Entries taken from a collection
use std::{fmt, time::Duration};

#[derive(Debug)]
pub enum SettingsError {
    Io(std::io::Error),
    Json(serde_json::Error),
}

impl From<std::io::Error> for SettingsError {
    fn from(e: std::io::Error) -> Self {
        Self::Io(e)
    }
}

impl From<serde_json::Error> for SettingsError {
    fn from(e: serde_json::Error) -> Self {
        Self::Json(e)
    }
}

impl fmt::Display for SettingsError {
    fn fmt(&self, f: &mut fmt::Formatter<'_>) -> fmt::Result {
        match self {
            Self::Io(e) => write!(f, "settings i/o error: {}", e),
            Self::Json(e) => write!(f, "settings json error: {}", e),
        }
    }
}

/// Failure of a single external command invocation
#[derive(Debug)]
pub enum CommandError {
    /// The program could not be started (or waited on)
    Spawn(std::io::Error),
    /// The program exited with a failure status
    Status { code: Option<i32>, stderr: String },
    /// The program did not finish in time and was killed
    Timeout(Duration),
}

impl From<std::io::Error> for CommandError {
    fn from(e: std::io::Error) -> Self {
        Self::Spawn(e)
    }
}

impl fmt::Display for CommandError {
    fn fmt(&self, f: &mut fmt::Formatter<'_>) -> fmt::Result {
        match self {
            Self::Spawn(e) => write!(f, "failed to run command: {}", e),
            Self::Status {
                code: Some(code),
                stderr,
            } => write!(f, "command exited with status {}: {}", code, stderr.trim()),
            Self::Status { code: None, stderr } => {
                write!(f, "command killed by signal: {}", stderr.trim())
            }
            Self::Timeout(after) => write!(f, "command timed out after {:?}", after),
        }
    }
}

• **TRY IT**: Word for word, reproduce every record shown above.

• **ANSWER FOR THIS EXERCISE**:
use std::{fmt, time::Duration};

#[derive(Debug)]
pub enum SettingsError {
    Io(std::io::Error),
    Json(serde_json::Error),
}

impl From<std::io::Error> for SettingsError {
    fn from(e: std::io::Error) -> Self {
        Self::Io(e)
    }
}

impl From<serde_json::Error> for SettingsError {
    fn from(e: serde_json::Error) -> Self {
        Self::Json(e)
    }
}

impl fmt::Display for SettingsError {
    fn fmt(&self, f: &mut fmt::Formatter<'_>) -> fmt::Result {
        match self {
            Self::Io(e) => write!(f, "settings i/o error: {}", e),
            Self::Json(e) => write!(f, "settings json error: {}", e),
        }
    }
}

/// Failure of a single external command invocation
#[derive(Debug)]
pub enum CommandError {
    /// The program could not be started (or waited on)
    Spawn(std::io::Error),
    /// The program exited with a failure status
    Status { code: Option<i32>, stderr: String },
    /// The program did not finish in time and was killed
    Timeout(Duration),
}

impl From<std::io::Error> for CommandError {
    fn from(e: std::io::Error) -> Self {
        Self::Spawn(e)
    }
}

impl fmt::Display for CommandError {
    fn fmt(&self, f: &mut fmt::Formatter<'_>) -> fmt::Result {
        match self {
            Self::Spawn(e) => write!(f, "failed to run command: {}", e),
            Self::Status {
                code: Some(code),
                stderr,
            } => write!(f, "command exited with status {}: {}", code, stderr.trim()),
            Self::Status { code: None, stderr } => {
                write!(f, "command killed by signal: {}", stderr.trim())
            }
            Self::Timeout(after) => write!(f, "command timed out after {:?}", after),
        }
    }
}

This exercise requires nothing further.